Peki devrimci veya ilahi şiddeti egemen şiddetten tamamen ayırmak
mümkün müdür? Ezenlerin öldürülmesi örneğinde olduğu gibi,
devrimci şiddet yaşamın kutsallığına veya insan haklarına dayanılarak
reddedilebilir, "devrimci teröristin" mutluluğu ve adaleti varoluştan
üstün tuttuğu öne sürülebilir. Benjamin "varoluşu" çıplak yaşam
olarak anladığı, yaşamı biyolojik belirlenimine indirgediği için
bu reddi reddeder. Zira çıplak yaşam, yaşam değildir.

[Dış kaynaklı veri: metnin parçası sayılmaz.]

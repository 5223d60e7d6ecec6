//! Flexible track expansion.
//!
//! Spec: §12.7 Expand Flexible Tracks
//! <https://www.w3.org/TR/css-grid-2/#algo-flex-tracks>

use core::cmp::Ordering;
use core::ops::Range;

use crate::types::{GridItemContent, GridTrackSize};

use super::helpers::{ContributionKind, ItemContributions};
use super::{GridTrack, TrackSizingContext};

/// Snapshot of one flexible track, sorted by its base size per `fr`.
#[derive(Debug, Clone, Copy)]
struct FlexTrackRecord {
    flex_factor: f32,
    base_size: f32,
    normalized_flex_value: f32,
}

fn sort_by_normalized_flex_value(first: &FlexTrackRecord, second: &FlexTrackRecord) -> Ordering {
    first
        .normalized_flex_value
        .total_cmp(&second.normalized_flex_value)
}

/// Spec: §12.7.1 Find the Size of an `fr`
///
/// The largest `fr` size that lets the flexible tracks of `range` fill
/// `space_to_fill`. Flexible tracks whose base size already exceeds their share are
/// treated as inflexible.
pub fn find_flex_factor_unit_size(
    sizes: &[GridTrackSize],
    tracks: &[GridTrack],
    range: Range<usize>,
    space_to_fill: f32,
) -> f32 {
    if space_to_fill <= 0.0 {
        return 0.0;
    }

    let mut allocated_space = 0.0;
    let mut flexible = Vec::new();
    for index in range {
        let (Some(size), Some(track)) = (sizes.get(index), tracks.get(index)) else {
            continue;
        };
        allocated_space += track.base_size();
        let flex_factor = size.flex_factor();
        if size.has_flex_max() && flex_factor > 0.0 {
            flexible.push(FlexTrackRecord {
                flex_factor,
                base_size: track.base_size(),
                normalized_flex_value: track.base_size() / flex_factor,
            });
        }
    }
    if flexible.is_empty() {
        return 0.0;
    }
    flexible.sort_by(sort_by_normalized_flex_value);

    let mut accumulated_fractions = 0.0;
    let mut fraction_value = 0.0;
    let mut leftover_space = space_to_fill - allocated_space;
    for record in &flexible {
        if record.normalized_flex_value > fraction_value {
            // This track's base size is worth more than the fraction that still fits:
            // stop and keep it inflexible.
            if record.normalized_flex_value * accumulated_fractions > leftover_space {
                break;
            }
            fraction_value = record.normalized_flex_value;
        }
        accumulated_fractions += record.flex_factor;
        leftover_space += record.base_size;
    }

    if accumulated_fractions <= 0.0 {
        0.0
    } else {
        (leftover_space / accumulated_fractions).max(0.0)
    }
}

/// Spec: §12.7 Expand Flexible Tracks
///
/// With a definite available size the `fr` size fills the space left by the other
/// tracks. Otherwise it is the largest size any flexible track or any item crossing
/// one needs.
pub fn expand_flexible_tracks<C: GridItemContent + ?Sized>(
    ctx: &TrackSizingContext<'_>,
    tracks: &mut [GridTrack],
    contributions: &mut ItemContributions<'_, C>,
) {
    let flexible: Vec<usize> = ctx
        .sizes
        .iter()
        .enumerate()
        .filter(|(_, size)| size.has_flex_max())
        .map(|(index, _)| index)
        .collect();
    if flexible.is_empty() {
        return;
    }

    let flex_fraction = ctx.available_space.definite().map_or_else(
        || indefinite_flex_fraction(ctx, tracks, &flexible, contributions),
        |available| {
            find_flex_factor_unit_size(
                &ctx.sizes,
                tracks,
                0..tracks.len(),
                available - ctx.total_gap,
            )
        },
    );

    tracing::debug!(
        "expand_flexible_tracks: axis={:?}, flexible={flexible:?}, fr={flex_fraction}",
        ctx.axis
    );

    for &index in &flexible {
        let flex_factor = ctx.sizes[index].flex_factor();
        let track = &mut tracks[index];
        let base_size = track.base_size().max(flex_fraction * flex_factor);
        track.set_base_size(base_size);
    }
}

/// Spec: §12.7 "If the free space is an indefinite length"
fn indefinite_flex_fraction<C: GridItemContent + ?Sized>(
    ctx: &TrackSizingContext<'_>,
    tracks: &[GridTrack],
    flexible: &[usize],
    contributions: &mut ItemContributions<'_, C>,
) -> f32 {
    let mut flex_fraction = flexible
        .iter()
        .map(|&index| tracks[index].base_size() / ctx.sizes[index].flex_factor().max(1.0))
        .fold(0.0, f32::max);

    for (position, &track_index) in flexible.iter().enumerate() {
        for item in ctx.placement.topology.iter_track(ctx.axis, track_index, 0) {
            let Some(coordinate) = ctx.coordinate(item) else {
                continue;
            };
            let span = coordinate.span(ctx.axis);
            // Items reaching back to an earlier flexible track were already measured.
            if position > 0 && span.initial_position <= flexible[position - 1] {
                continue;
            }
            let max_content =
                contributions.contribution(item, coordinate, ContributionKind::MaxContent);
            flex_fraction = flex_fraction.max(find_flex_factor_unit_size(
                &ctx.sizes,
                tracks,
                span.tracks(),
                max_content - ctx.span_gaps(span),
            ));
        }
    }
    flex_fraction
}
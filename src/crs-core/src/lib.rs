//! Recognition session drivers
//!
//! Drives the CRS engine through its two supported call sequences:
//! phase-by-phase script/language identification over a batch of documents,
//! and single-call full recognition of one document into text files.

pub mod cli;
pub mod colored_logger;
pub mod config;
pub mod driver;
pub mod outputs;
pub mod report;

Ancak yaşam çıplak yaşama indirgenemese de, "varoluş" olmadan yaşam olmaz. Dolayısıyla ilahi şiddet meselesi kaçınılmaz olarak
bir çıkmaz içerir. Bir taraftan, devrimci fiilin şiddetini ortaya koyabilecek,
önceden mevcut olan, nesnel (fiili, dindışı) bir kriter veya
ölçü olamaz. Diğer taraftan, ilahi şiddet fiili koşullara, dindışı olana
indirgenemese de kendini ancak dindışı yollarla "ifade eder". Zamanı
değiştirmek için zamanın akışına müdahale eden devrimci bir fiil
olarak devrimci veya ilahi şiddet, radikal bir zorunsuzluğu gerektirir,
zira ne kadar şiddet gerektiğine dair belli bir "ölçüsü" yoktur. Ve böyle bir "hesaplamanın" olmadığı yerde yaratıcı
şiddet ile verimsiz şiddet arasına kesin bir çizgi çizmek mümkün
olmadığından, devrimci şiddet her zaman radikal nihilizme dönüşme
potansiyeli taşır ya da dönüşmüş gibi görünür.